Determine the number of lines in these entries that hold the word "AnalysisError". Give the number and nothing more.

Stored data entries
==*==

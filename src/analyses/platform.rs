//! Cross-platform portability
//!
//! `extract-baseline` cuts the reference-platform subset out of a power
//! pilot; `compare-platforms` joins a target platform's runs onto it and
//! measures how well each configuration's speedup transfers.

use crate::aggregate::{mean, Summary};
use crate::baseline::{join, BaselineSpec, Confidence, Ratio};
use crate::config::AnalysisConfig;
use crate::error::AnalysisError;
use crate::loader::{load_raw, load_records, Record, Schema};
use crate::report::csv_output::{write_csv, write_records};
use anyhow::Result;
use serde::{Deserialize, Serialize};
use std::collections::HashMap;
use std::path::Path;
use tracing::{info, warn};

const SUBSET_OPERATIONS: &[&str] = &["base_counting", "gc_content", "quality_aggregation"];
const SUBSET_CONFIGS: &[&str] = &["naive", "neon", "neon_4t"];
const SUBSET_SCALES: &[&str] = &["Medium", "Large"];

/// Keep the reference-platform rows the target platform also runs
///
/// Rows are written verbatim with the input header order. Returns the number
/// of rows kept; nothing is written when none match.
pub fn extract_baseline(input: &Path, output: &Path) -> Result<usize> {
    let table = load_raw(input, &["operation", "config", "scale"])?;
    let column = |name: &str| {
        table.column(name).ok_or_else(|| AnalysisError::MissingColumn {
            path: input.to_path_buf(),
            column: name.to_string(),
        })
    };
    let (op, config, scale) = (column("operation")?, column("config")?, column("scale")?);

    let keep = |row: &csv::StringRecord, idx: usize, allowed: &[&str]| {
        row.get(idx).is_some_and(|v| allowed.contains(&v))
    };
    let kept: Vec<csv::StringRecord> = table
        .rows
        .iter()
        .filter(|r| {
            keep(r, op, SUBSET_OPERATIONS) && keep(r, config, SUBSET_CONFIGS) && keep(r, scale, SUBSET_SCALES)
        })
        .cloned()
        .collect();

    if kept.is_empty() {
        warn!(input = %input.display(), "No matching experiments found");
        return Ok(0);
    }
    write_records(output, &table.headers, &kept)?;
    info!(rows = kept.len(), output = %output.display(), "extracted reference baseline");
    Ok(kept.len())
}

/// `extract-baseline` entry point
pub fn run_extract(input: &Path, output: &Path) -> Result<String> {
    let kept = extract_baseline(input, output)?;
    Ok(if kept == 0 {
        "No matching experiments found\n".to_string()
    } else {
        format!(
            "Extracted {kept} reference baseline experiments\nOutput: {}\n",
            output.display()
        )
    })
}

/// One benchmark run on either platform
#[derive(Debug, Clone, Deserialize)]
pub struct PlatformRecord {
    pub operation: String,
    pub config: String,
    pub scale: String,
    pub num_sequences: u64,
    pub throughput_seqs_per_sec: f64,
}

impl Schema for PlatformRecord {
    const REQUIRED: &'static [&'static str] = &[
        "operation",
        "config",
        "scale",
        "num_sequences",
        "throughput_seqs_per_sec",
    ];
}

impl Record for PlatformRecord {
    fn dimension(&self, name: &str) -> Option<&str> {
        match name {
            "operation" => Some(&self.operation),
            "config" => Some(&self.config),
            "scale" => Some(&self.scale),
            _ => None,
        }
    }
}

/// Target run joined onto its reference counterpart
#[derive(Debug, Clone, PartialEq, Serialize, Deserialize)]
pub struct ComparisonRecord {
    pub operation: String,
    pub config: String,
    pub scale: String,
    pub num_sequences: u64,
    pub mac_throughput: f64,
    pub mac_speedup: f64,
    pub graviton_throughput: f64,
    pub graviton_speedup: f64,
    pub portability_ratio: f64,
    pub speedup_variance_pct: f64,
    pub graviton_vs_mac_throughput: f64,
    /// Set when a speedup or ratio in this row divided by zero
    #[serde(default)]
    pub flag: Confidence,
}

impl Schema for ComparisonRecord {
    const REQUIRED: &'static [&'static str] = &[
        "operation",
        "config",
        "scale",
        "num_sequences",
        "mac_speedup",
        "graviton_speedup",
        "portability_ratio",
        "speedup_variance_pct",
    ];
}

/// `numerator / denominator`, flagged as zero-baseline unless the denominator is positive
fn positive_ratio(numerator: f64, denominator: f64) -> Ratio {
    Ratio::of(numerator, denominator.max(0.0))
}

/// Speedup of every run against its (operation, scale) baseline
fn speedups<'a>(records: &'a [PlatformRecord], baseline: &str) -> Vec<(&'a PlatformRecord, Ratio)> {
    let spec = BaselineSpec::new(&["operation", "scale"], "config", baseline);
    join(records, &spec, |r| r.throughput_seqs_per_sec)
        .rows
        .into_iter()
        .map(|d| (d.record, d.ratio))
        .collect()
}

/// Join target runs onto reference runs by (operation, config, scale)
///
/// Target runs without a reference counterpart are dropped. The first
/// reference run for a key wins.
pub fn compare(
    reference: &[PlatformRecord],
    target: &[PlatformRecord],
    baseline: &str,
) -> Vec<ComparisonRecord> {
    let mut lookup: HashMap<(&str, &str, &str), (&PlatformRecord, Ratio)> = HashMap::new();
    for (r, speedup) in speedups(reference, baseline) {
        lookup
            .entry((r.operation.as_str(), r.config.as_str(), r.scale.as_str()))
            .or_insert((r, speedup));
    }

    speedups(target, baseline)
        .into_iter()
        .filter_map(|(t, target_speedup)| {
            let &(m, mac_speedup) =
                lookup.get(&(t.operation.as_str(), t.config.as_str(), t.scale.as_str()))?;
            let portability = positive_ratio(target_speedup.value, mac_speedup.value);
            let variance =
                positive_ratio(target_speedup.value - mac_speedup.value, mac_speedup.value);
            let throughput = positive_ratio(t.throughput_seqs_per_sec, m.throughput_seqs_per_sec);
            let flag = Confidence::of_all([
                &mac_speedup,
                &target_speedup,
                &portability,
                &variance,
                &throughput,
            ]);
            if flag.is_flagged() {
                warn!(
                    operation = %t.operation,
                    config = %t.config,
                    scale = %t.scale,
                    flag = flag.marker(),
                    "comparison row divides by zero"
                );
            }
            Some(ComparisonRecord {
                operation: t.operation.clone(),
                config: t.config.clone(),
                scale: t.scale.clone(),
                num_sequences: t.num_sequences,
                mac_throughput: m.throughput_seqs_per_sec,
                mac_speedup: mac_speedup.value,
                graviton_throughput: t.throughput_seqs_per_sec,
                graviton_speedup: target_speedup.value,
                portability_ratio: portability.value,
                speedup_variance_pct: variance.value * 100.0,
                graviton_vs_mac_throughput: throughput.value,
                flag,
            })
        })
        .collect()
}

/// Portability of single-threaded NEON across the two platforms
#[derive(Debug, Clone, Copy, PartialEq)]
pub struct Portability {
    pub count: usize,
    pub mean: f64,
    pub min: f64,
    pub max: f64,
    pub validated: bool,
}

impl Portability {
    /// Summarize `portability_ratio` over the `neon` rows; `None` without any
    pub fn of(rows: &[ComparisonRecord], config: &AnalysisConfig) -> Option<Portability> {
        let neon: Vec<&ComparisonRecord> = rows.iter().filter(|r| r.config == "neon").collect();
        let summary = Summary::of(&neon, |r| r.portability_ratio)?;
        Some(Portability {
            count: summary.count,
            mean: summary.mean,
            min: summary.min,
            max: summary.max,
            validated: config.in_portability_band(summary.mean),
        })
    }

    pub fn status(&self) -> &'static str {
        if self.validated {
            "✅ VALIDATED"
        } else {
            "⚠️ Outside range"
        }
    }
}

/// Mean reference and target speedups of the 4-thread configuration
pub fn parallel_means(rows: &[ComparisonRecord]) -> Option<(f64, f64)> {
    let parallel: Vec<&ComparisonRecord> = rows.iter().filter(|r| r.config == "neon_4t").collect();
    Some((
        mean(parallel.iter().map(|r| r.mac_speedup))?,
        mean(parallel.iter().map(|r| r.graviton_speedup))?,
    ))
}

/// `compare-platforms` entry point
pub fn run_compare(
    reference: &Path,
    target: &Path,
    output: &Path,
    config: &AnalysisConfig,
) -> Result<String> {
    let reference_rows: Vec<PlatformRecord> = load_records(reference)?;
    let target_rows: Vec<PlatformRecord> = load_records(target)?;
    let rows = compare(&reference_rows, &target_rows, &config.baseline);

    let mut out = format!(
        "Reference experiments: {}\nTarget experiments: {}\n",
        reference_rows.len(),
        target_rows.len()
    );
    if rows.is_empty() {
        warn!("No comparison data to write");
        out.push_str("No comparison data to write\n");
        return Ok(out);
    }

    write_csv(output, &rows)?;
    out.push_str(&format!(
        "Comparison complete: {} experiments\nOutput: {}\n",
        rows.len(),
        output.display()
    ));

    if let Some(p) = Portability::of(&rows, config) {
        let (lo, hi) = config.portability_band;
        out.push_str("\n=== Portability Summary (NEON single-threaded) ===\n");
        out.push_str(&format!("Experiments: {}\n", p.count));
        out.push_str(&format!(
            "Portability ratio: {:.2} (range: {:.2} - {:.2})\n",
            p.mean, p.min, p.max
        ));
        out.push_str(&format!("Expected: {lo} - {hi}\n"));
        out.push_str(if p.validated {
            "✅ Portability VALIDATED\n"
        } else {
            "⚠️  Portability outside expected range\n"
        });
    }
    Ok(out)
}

==*==

EXERCISE RESULT: 2